At St. Charles Hospital, 15 Gardening Groups participate, including the Open Age association for the elderly, the gardening group at The Lloyd Williamson School, the Equal People Mencap association (dedicated to supporting people with learning), or the children’s and youth association Baraka Youth Association.

Sick people and relatives can also participate in the garden and walk around or enjoy its views, and planting and pot painting workshops are held for children. As you can see, gardens in hospitals are very useful; not only for the reasons that I have told you before, but also for his great social work.

What and how is it grown?

The St. Charles Health Center Community Garden is an organic garden, and as such follows principles such as crop rotation, composting, the presence of herbs and flowers in the garden, or crop biodiversity. Large amounts of fruit, vegetables and vegetables are grown: tomatoes, onions, chard, leeks, lettuce, garlic, spring onions, asparagus, strawberries, blackberries… and there is even a lemon tree!

Composting bins from the hospital garden

They also fight against pests and diseases in an ecological way through the association of crops, the application of natural preparations or the installation of barriers to prevent pests, such as the mesh that covers the tomato, peas and radish seedlings that you can see in the photo down.

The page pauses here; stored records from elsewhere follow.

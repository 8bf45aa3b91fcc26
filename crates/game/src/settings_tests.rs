use super::*;

#[test]
fn test_defaults() {
    let settings = MatchSettings::default();
    assert_eq!(settings.white, PlayerKind::Human);
    assert_eq!(settings.black, PlayerKind::Smart);
    assert_eq!(settings.depth, SmartPlayer::DEFAULT_DEPTH);
    assert_eq!(settings.max_turns, 200);
    assert!(settings.verbose);
    assert_eq!(settings.record, None);
}

#[test]
fn test_parse_player_specs() {
    assert_eq!(PlayerKind::parse("human"), Ok((PlayerKind::Human, None)));
    assert_eq!(PlayerKind::parse("RANDOM"), Ok((PlayerKind::Random, None)));
    assert_eq!(PlayerKind::parse("smart"), Ok((PlayerKind::Smart, None)));
    assert_eq!(PlayerKind::parse("smart:5"), Ok((PlayerKind::Smart, Some(5))));

    assert!(PlayerKind::parse("neural").is_err());
    assert!(PlayerKind::parse("smart:deep").is_err());
    assert!(PlayerKind::parse("random:2").is_err());
}

#[test]
fn test_toml_round_trip() {
    let settings = MatchSettings {
        white: PlayerKind::Smart,
        black: PlayerKind::Random,
        depth: 4,
        max_turns: 50,
        verbose: false,
        record: Some("game.json".to_string()),
    };

    let text = toml::to_string_pretty(&settings).unwrap();
    let parsed: MatchSettings = toml::from_str(&text).unwrap();
    assert_eq!(parsed, settings);
}

#[test]
fn test_partial_toml_falls_back_to_defaults() {
    let parsed: MatchSettings = toml::from_str("white = \"random\"\ndepth = 2\n").unwrap();
    assert_eq!(parsed.white, PlayerKind::Random);
    assert_eq!(parsed.depth, 2);
    assert_eq!(parsed.black, PlayerKind::Smart);
    assert_eq!(parsed.max_turns, 200);
}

Flowers in the garden at St. Charles Hospital

I liked that they had a lot of aromatic plants and other herbs for the kitchen, so I took a «half photo» with the terrace of aromatic herbs hehehe They had thyme, borage, oregano, tansy, mint, thyme and many others.

Seedlings protected by a net to avoid the attack of pests and aromatic terraces

Well, and here’s my view of this orchard. I hope you liked it. As you can see, gardens in hospitals can be a very good alternative to improve these spaces.

If you want more information about the garden or the groups that grow in it, you can write to us by leaving a comment.